PROBLEM DETAILS ::
Determine the number of lines in the data that contain "self". Answer with that number only.
________________
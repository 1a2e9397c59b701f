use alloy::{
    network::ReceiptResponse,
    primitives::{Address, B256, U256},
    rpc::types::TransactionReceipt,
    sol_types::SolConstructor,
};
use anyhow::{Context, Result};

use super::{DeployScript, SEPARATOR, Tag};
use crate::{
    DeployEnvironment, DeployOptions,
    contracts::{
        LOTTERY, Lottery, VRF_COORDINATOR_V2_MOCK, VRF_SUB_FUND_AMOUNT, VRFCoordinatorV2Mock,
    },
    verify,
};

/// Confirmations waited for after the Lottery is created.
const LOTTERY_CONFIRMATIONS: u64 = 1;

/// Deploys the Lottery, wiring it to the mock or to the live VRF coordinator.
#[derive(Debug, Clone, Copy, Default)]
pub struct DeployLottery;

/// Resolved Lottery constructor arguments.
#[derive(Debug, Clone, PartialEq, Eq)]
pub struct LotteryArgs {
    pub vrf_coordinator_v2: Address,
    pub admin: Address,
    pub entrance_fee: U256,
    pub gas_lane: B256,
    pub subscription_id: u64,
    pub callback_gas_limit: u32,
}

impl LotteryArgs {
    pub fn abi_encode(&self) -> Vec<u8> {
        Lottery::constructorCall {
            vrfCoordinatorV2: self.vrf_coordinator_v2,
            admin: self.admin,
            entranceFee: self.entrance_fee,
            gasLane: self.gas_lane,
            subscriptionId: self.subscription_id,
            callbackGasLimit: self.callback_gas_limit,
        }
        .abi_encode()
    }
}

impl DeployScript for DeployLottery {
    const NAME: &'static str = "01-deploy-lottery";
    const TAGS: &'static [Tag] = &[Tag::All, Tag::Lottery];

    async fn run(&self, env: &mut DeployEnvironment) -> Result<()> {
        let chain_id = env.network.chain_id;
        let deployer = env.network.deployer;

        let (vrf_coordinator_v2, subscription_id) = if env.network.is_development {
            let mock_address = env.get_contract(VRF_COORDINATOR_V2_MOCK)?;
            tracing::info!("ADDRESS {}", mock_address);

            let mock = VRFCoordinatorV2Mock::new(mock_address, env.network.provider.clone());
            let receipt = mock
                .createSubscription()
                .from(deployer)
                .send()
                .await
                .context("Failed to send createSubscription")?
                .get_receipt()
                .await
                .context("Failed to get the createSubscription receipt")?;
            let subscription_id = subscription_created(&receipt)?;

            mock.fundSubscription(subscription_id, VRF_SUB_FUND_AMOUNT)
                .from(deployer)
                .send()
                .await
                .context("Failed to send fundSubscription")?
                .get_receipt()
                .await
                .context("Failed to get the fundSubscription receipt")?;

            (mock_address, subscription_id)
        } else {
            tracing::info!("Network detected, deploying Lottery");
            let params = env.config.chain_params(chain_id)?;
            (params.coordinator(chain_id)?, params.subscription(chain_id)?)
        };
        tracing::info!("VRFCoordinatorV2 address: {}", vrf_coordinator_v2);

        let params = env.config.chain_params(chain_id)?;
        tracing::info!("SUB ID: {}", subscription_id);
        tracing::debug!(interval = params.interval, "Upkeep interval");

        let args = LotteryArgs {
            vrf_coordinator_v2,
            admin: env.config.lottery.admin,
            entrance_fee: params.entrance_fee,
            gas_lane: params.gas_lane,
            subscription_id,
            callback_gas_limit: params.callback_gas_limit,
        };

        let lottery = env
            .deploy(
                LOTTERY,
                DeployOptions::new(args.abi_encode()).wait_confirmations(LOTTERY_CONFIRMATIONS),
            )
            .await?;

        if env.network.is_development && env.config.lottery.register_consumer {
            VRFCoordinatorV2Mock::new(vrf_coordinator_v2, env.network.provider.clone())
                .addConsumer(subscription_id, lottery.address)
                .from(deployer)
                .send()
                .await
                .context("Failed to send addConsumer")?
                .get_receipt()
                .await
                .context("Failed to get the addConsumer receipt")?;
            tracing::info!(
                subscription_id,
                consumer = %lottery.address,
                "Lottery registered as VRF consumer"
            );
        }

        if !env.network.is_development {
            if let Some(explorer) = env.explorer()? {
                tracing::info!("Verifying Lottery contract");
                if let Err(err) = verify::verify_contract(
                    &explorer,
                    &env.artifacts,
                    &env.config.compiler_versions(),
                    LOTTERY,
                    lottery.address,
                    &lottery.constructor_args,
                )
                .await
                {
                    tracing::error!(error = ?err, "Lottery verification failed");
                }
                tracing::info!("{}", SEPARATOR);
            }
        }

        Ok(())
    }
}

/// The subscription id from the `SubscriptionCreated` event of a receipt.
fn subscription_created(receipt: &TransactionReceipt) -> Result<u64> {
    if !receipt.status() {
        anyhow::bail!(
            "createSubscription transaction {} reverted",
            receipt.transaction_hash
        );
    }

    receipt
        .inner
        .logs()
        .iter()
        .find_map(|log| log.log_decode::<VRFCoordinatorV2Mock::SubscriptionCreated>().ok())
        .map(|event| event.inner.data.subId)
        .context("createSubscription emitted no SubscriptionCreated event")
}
________________
RESPONSE AREA ::
8